◆ Data for this task:
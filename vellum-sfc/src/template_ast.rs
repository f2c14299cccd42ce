use indexmap::IndexMap;

#[derive(Debug, Clone, Copy, PartialEq, Eq)]
pub enum DirectiveForm {
    Individual, // :value="count"
    Spread,     // v-bind="obj"
}

#[derive(Debug, Clone, PartialEq, Eq)]
pub enum DirectiveKind {
    Bind,
    On,
    If,
    ElseIf,
    Else,
    For,
    /// Any other `v-*` attribute, name without the prefix.
    Other(String),
}

#[derive(Debug, Clone, PartialEq)]
pub struct Directive {
    pub kind: DirectiveKind,
    pub form: DirectiveForm,
    /// Present only for `Individual`.
    pub key: Option<String>,
    pub modifiers: Vec<String>,
    /// Raw expression text; never interpreted.
    pub expression: String,
    pub offset: usize,
}

#[derive(Debug, Clone, PartialEq)]
pub struct StaticAttr {
    /// `None` for a value-less attribute such as `disabled`.
    pub value: Option<String>,
    pub offset: usize,
}

#[derive(Debug, Clone, PartialEq)]
pub struct ElementNode {
    pub tag: String,
    pub static_attrs: IndexMap<String, StaticAttr>,
    pub directives: Vec<Directive>,
    pub children: Vec<Node>,
    /// `slot="name"`: this element is content for a named slot of its parent.
    pub slot_name: Option<String>,
    pub self_closing: bool,
    pub offset: usize,
}

impl ElementNode {
    pub fn new(tag: impl Into<String>, offset: usize) -> Self {
        Self {
            tag: tag.into(),
            static_attrs: IndexMap::new(),
            directives: Vec::new(),
            children: Vec::new(),
            slot_name: None,
            self_closing: false,
            offset,
        }
    }

    pub fn is_slot(&self) -> bool {
        self.tag == "slot"
    }

    pub fn directive(&self, kind: &DirectiveKind) -> Option<&Directive> {
        self.directives.iter().find(|d| &d.kind == kind)
    }

    pub fn static_attr(&self, name: &str) -> Option<&str> {
        self.static_attrs.get(name).and_then(|a| a.value.as_deref())
    }
}

#[derive(Debug, Clone, PartialEq)]
pub struct TextNode {
    pub text: String,
    pub offset: usize,
}

#[derive(Debug, Clone, PartialEq)]
pub struct InterpolationNode {
    pub expression: String, // {{ expr }}
    pub offset: usize,
}

#[derive(Debug, Clone, PartialEq)]
pub enum Node {
    Element(ElementNode),
    Text(TextNode),
    Interpolation(InterpolationNode),
}

impl Node {
    pub fn offset(&self) -> usize {
        match self {
            Node::Element(e) => e.offset,
            Node::Text(t) => t.offset,
            Node::Interpolation(i) => i.offset,
        }
    }

    pub fn as_element(&self) -> Option<&ElementNode> {
        match self {
            Node::Element(e) => Some(e),
            _ => None,
        }
    }
}
pub mod cache;
pub mod entry;
pub mod error;
pub mod id;
pub mod loader;
pub mod options;
pub mod resolver;

pub use error::{PluginError, PluginResult};
pub use id::{BlockQuery, VirtualModuleId};
pub use loader::{FsLoader, SourceLoader};
pub use options::PluginOptions;
pub use resolver::{ComponentResolver, ModuleMap, ModuleOutput, ModuleState, Resolved};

◆ Task to complete:
Which lines run from the one containing "pub mod id;" to the end of the data? Output them exactly, with nothing added.

◆ Result for this exercise:
pub mod id;
pub mod loader;
pub mod options;
pub mod resolver;

pub use error::{PluginError, PluginResult};
pub use id::{BlockQuery, VirtualModuleId};
pub use loader::{FsLoader, SourceLoader};
pub use options::PluginOptions;
pub use resolver::{ComponentResolver, ModuleMap, ModuleOutput, ModuleState, Resolved};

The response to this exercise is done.